Transactivation of the Epidermal Growth Factor Receptor by Heat Shock Protein 90 via Toll-like Receptor 4 Contributes to the Migration of Glioblastoma Cells

Extracellular heat shock protein HSP90 alpha was reported to participate in tumor cell growth, invasion, and metastasis formation through poorly understood signaling pathways. Herein, we show that extracellular HSP90 alpha favors cell migration of glioblastoma U87 cells. More specifically, externally applied HSP90 alpha rapidly induced endocytosis of EGFR. This response was accompanied by a transient increase in cytosolic Ca2+ appearing after 1-3 min of treatment. In the presence of EGF, U87 cells showed HSP90 alpha-induced Ca2+ oscillations, which were reduced by the ATP/ADPase, apyrase, and inhibited by the purinergic P-2 inhibitor, suramin, suggesting that ATP release is requested. Disruption of lipid rafts with methyl beta-cyclodextrin impaired the Ca2+ rise induced by extracellular HSP90 alpha combined with EGF. Specific inhibition of TLR4 expression by blocking antibodies suppressed extracellular HSP90 alpha-induced Ca2+ signaling and the associated cell migration.
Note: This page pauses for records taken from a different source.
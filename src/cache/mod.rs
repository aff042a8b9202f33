// ABOUTME: Cache abstraction layer for API response caching with tenant isolation
// ABOUTME: Pluggable backend support (in-memory, Redis) following DatabaseProvider pattern
//
// SPDX-License-Identifier: MIT OR Apache-2.0
// Copyright (c) 2025 Pierre Fitness Intelligence

/// Cache factory for creating cache providers
pub mod factory;
/// In-memory cache implementation
pub mod memory;
/// Redis cache implementation
pub mod redis;

use crate::config::environment::RedisConnectionConfig;
use crate::constants::cache::{
    DEFAULT_CACHE_MAX_ENTRIES, DEFAULT_CLEANUP_INTERVAL_SECS, TTL_ACTIVITY_LIST_SECS,
    TTL_ACTIVITY_SECS, TTL_PROFILE_SECS, TTL_STATS_SECS,
};
use crate::errors::AppResult;
use serde::{Deserialize, Serialize};
use std::fmt;
use std::time::Duration;
use uuid::Uuid;

/// Cache provider trait for pluggable backend implementations
///
/// # Examples
///
/// ```rust,no_run
/// use pierre_mcp_server::cache::{CacheConfig, CacheKey, CacheProvider, CacheResource};
/// use pierre_mcp_server::cache::memory::InMemoryCache;
/// use serde::{Deserialize, Serialize};
/// use std::time::Duration;
/// use uuid::Uuid;
/// # async fn example() -> Result<(), pierre_mcp_server::errors::AppError> {
///
/// #[derive(Serialize, Deserialize)]
/// struct AthleteProfile {
///     name: String,
///     total_activities: u32,
/// }
///
/// // Create cache with default configuration
/// let config = CacheConfig {
///     enable_background_cleanup: false, // Disable for example
///     ..Default::default()
/// };
/// let cache: InMemoryCache = InMemoryCache::new(config).await?;
///
/// // Create a cache key for an athlete profile
/// let key = CacheKey {
///     tenant_id: Uuid::new_v4(),
///     user_id: Uuid::new_v4(),
///     provider: "strava".to_owned(),
///     resource: CacheResource::AthleteProfile,
/// };
///
/// // Store data in cache
/// let profile = AthleteProfile {
///     name: "John Doe".to_owned(),
///     total_activities: 42,
/// };
/// cache.set(&key, &profile, Duration::from_secs(3600)).await?;
///
/// // Retrieve data from cache
/// let cached: Option<AthleteProfile> = cache.get(&key).await?;
/// if let Some(profile) = cached {
///     println!("Found cached profile: {}", profile.name);
/// }
///
/// // Invalidate cache entry
/// cache.invalidate(&key).await?;
/// # Ok(())
/// # }
/// ```
#[async_trait::async_trait]
pub trait CacheProvider: Send + Sync + Clone {
    /// Create new cache instance with configuration
    ///
    /// # Errors
    ///
    /// Returns an error if cache initialization fails
    async fn new(config: CacheConfig) -> AppResult<Self>
    where
        Self: Sized;

    /// Store value in cache with TTL
    ///
    /// # Errors
    ///
    /// Returns an error if serialization or storage fails
    ///
    /// # Example
    ///
    /// ```rust,no_run
    /// # use pierre_mcp_server::cache::{CacheConfig, CacheKey, CacheProvider, CacheResource};
    /// # use pierre_mcp_server::cache::memory::InMemoryCache;
    /// # use std::time::Duration;
    /// # use uuid::Uuid;
    /// # async fn example() -> Result<(), pierre_mcp_server::errors::AppError> {
    /// # let cache: InMemoryCache = InMemoryCache::new(CacheConfig { enable_background_cleanup: false, ..Default::default() }).await?;
    /// # let key = CacheKey { tenant_id: Uuid::new_v4(), user_id: Uuid::new_v4(), provider: "strava".to_owned(), resource: CacheResource::AthleteProfile };
    /// // Store a string value with 1 hour TTL
    /// cache.set(&key, &"cached_value", Duration::from_secs(3600)).await?;
    /// # Ok(())
    /// # }
    /// ```
    async fn set<T: Serialize + Send + Sync>(
        &self,
        key: &CacheKey,
        value: &T,
        ttl: Duration,
    ) -> AppResult<()>;

    /// Retrieve value from cache
    ///
    /// # Errors
    ///
    /// Returns an error if deserialization fails
    ///
    /// # Example
    ///
    /// ```rust,no_run
    /// # use pierre_mcp_server::cache::{CacheConfig, CacheKey, CacheProvider, CacheResource};
    /// # use pierre_mcp_server::cache::memory::InMemoryCache;
    /// # use uuid::Uuid;
    /// # async fn example() -> Result<(), pierre_mcp_server::errors::AppError> {
    /// # let cache: InMemoryCache = InMemoryCache::new(CacheConfig { enable_background_cleanup: false, ..Default::default() }).await?;
    /// # let key = CacheKey { tenant_id: Uuid::new_v4(), user_id: Uuid::new_v4(), provider: "strava".to_owned(), resource: CacheResource::AthleteProfile };
    /// // Retrieve a cached value (returns None if not found or expired)
    /// let value: Option<String> = cache.get(&key).await?;
    /// match value {
    ///     Some(data) => println!("Cache hit: {}", data),
    ///     None => println!("Cache miss"),
    /// }
    /// # Ok(())
    /// # }
    /// ```
    async fn get<T: for<'de> Deserialize<'de>>(&self, key: &CacheKey) -> AppResult<Option<T>>;

    /// Remove single cache entry
    ///
    /// # Errors
    ///
    /// Returns an error if invalidation fails
    ///
    /// # Example
    ///
    /// ```rust,no_run
    /// # use pierre_mcp_server::cache::{CacheConfig, CacheKey, CacheProvider, CacheResource};
    /// # use pierre_mcp_server::cache::memory::InMemoryCache;
    /// # use uuid::Uuid;
    /// # async fn example() -> Result<(), pierre_mcp_server::errors::AppError> {
    /// # let cache: InMemoryCache = InMemoryCache::new(CacheConfig { enable_background_cleanup: false, ..Default::default() }).await?;
    /// # let key = CacheKey { tenant_id: Uuid::new_v4(), user_id: Uuid::new_v4(), provider: "strava".to_owned(), resource: CacheResource::AthleteProfile };
    /// // Invalidate a specific cache entry (e.g., after user updates their profile)
    /// cache.invalidate(&key).await?;
    /// # Ok(())
    /// # }
    /// ```
    async fn invalidate(&self, key: &CacheKey) -> AppResult<()>;

    /// Remove all cache entries matching pattern (e.g., "tenant:*:strava:*")
    ///
    /// # Errors
    ///
    /// Returns an error if pattern invalidation fails
    async fn invalidate_pattern(&self, pattern: &str) -> AppResult<u64>;

    /// Check if key exists in cache
    ///
    /// # Errors
    ///
    /// Returns an error if existence check fails
    async fn exists(&self, key: &CacheKey) -> AppResult<bool>;

    /// Get remaining TTL for key
    ///
    /// # Errors
    ///
    /// Returns an error if TTL check fails
    async fn ttl(&self, key: &CacheKey) -> AppResult<Option<Duration>>;

    /// Verify cache backend is healthy
    ///
    /// # Errors
    ///
    /// Returns an error if health check fails
    async fn health_check(&self) -> AppResult<()>;

    /// Clear all cache entries (for testing/admin)
    ///
    /// # Errors
    ///
    /// Returns an error if clear operation fails
    async fn clear_all(&self) -> AppResult<()>;
}

/// Cache configuration
#[derive(Debug, Clone)]
pub struct CacheConfig {
    /// Maximum number of entries (for in-memory cache)
    pub max_entries: usize,
    /// Redis connection URL (for Redis cache)
    pub redis_url: Option<String>,
    /// Cleanup interval for expired entries
    pub cleanup_interval: Duration,
    /// Enable background cleanup task (should be false in tests to avoid runtime conflicts)
    pub enable_background_cleanup: bool,
    /// Redis connection and retry configuration
    pub redis_connection: RedisConnectionConfig,
    /// Cache TTL configuration
    pub ttl: CacheTtlConfig,
}

/// Cache TTL configuration for different resource types
#[derive(Debug, Clone)]
pub struct CacheTtlConfig {
    /// Athlete profile cache TTL in seconds (default: 24 hours)
    pub profile_secs: u64,
    /// Activity list cache TTL in seconds (default: 15 minutes)
    pub activity_list_secs: u64,
    /// Individual activity cache TTL in seconds (default: 1 hour)
    pub activity_secs: u64,
    /// Stats cache TTL in seconds (default: 6 hours)
    pub stats_secs: u64,
}

impl Default for CacheTtlConfig {
    fn default() -> Self {
        Self {
            profile_secs: TTL_PROFILE_SECS,
            activity_list_secs: TTL_ACTIVITY_LIST_SECS,
            activity_secs: TTL_ACTIVITY_SECS,
            stats_secs: TTL_STATS_SECS,
        }
    }
}

impl CacheTtlConfig {
    /// Get TTL duration for a specific cache resource type
    #[must_use]
    pub const fn ttl_for_resource(&self, resource: &CacheResource) -> Duration {
        match resource {
            CacheResource::AthleteProfile => Duration::from_secs(self.profile_secs),
            CacheResource::ActivityList { .. } => Duration::from_secs(self.activity_list_secs),
            CacheResource::Activity { .. } | CacheResource::DetailedActivity { .. } => {
                Duration::from_secs(self.activity_secs)
            }
            CacheResource::Stats { .. } => Duration::from_secs(self.stats_secs),
        }
    }
}

impl Default for CacheConfig {
    fn default() -> Self {
        Self {
            max_entries: DEFAULT_CACHE_MAX_ENTRIES,
            redis_url: None,
            cleanup_interval: Duration::from_secs(DEFAULT_CLEANUP_INTERVAL_SECS),
            // Default to enabled - production code should use background cleanup
            // Tests can explicitly disable by setting to false
            enable_background_cleanup: true,
            redis_connection: RedisConnectionConfig::default(),
            ttl: CacheTtlConfig::default(),
        }
    }
}

/// Structured cache key with tenant and user isolation
#[derive(Debug, Clone, PartialEq, Eq, Hash)]
pub struct CacheKey {
    /// Tenant ID for multi-tenant isolation
    pub tenant_id: Uuid,
    /// User ID for per-user isolation
    pub user_id: Uuid,
    /// OAuth provider name
    pub provider: String,
    /// Specific resource being cached
    pub resource: CacheResource,
}

impl CacheKey {
    /// Create new cache key
    #[must_use]
    pub const fn new(
        tenant_id: Uuid,
        user_id: Uuid,
        provider: String,
        resource: CacheResource,
    ) -> Self {
        Self {
            tenant_id,
            user_id,
            provider,
            resource,
        }
    }

    /// Create pattern for invalidating all entries for a user
    #[must_use]
    pub fn user_pattern(tenant_id: Uuid, user_id: Uuid, provider: &str) -> String {
        format!("tenant:{tenant_id}:user:{user_id}:provider:{provider}:*")
    }

    /// Create pattern for invalidating all entries for a tenant
    #[must_use]
    pub fn tenant_pattern(tenant_id: Uuid, provider: &str) -> String {
        format!("tenant:{tenant_id}:*:provider:{provider}:*")
    }
}

impl fmt::Display for CacheKey {
    fn fmt(&self, f: &mut fmt::Formatter<'_>) -> fmt::Result {
        write!(
            f,
            "tenant:{}:user:{}:provider:{}:{}",
            self.tenant_id, self.user_id, self.provider, self.resource
        )
    }
}

/// Cache resource types with specific parameters
#[derive(Debug, Clone, PartialEq, Eq, Hash)]
pub enum CacheResource {
    /// Athlete profile (24h TTL)
    AthleteProfile,
    /// Activity list with pagination and optional time filters (15min TTL)
    ActivityList {
        /// Page number for pagination
        page: u32,
        /// Items per page
        per_page: u32,
        /// Optional Unix timestamp (seconds) - return activities before this time
        before: Option<i64>,
        /// Optional Unix timestamp (seconds) - return activities after this time
        after: Option<i64>,
    },
    /// Single activity summary (1h TTL)
    Activity {
        /// Activity ID
        activity_id: u64,
    },
    /// Athlete statistics (6h TTL)
    Stats {
        /// Athlete ID
        athlete_id: u64,
    },
    /// Detailed activity with streams (1h TTL)
    DetailedActivity {
        /// Activity ID
        activity_id: u64,
    },
}

impl CacheResource {
    /// Get recommended TTL for this resource type
    #[must_use]
    pub const fn recommended_ttl(&self) -> Duration {
        match self {
            Self::AthleteProfile => Duration::from_secs(TTL_PROFILE_SECS),
            Self::ActivityList { .. } => Duration::from_secs(TTL_ACTIVITY_LIST_SECS),
            Self::Activity { .. } | Self::DetailedActivity { .. } => {
                Duration::from_secs(TTL_ACTIVITY_SECS)
            }
            Self::Stats { .. } => Duration::from_secs(TTL_STATS_SECS),
        }
    }
}

impl fmt::Display for CacheResource {
    fn fmt(&self, f: &mut fmt::Formatter<'_>) -> fmt::Result {
        match self {
            Self::AthleteProfile => write!(f, "athlete_profile"),
            Self::ActivityList {
                page,
                per_page,
                before,
                after,
            } => {
                let before_str = before.map_or(String::new(), |t| format!(":before:{t}"));
                let after_str = after.map_or(String::new(), |t| format!(":after:{t}"));
                write!(
                    f,
                    "activity_list:page:{page}:per_page:{per_page}{before_str}{after_str}"
                )
            }
            Self::Activity { activity_id } => write!(f, "activity:{activity_id}"),
            Self::Stats { athlete_id } => write!(f, "stats:{athlete_id}"),
            Self::DetailedActivity { activity_id } => {
                write!(f, "detailed_activity:{activity_id}")
            }
        }
    }
}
HSPs are known to bind lipopolysaccharides (LPSs). Preincubating cells with Polymyxin B, a potent LPS inhibitor, partially abrogated the effects of HSP90 alpha without affecting Ca2+ oscillations observed with EGF. Extracellular HSP90 alpha induced EGFR phosphorylation at Tyr-1068, and this event was prevented by both the protein kinase C delta inhibitor, rottlerin, and the c-Src inhibitor, PP2. Altogether, our results suggest that extracellular HSP90 alpha transactivates EGFR/ErbB1 through TLR4 and a PKC delta/c-Src pathway, which induces ATP release and cytosolic Ca2+ increase and finally favors cell migration. This mechanism could account for the deleterious effects of HSPs on high grade glioma when released into the tumor cell microenvironment.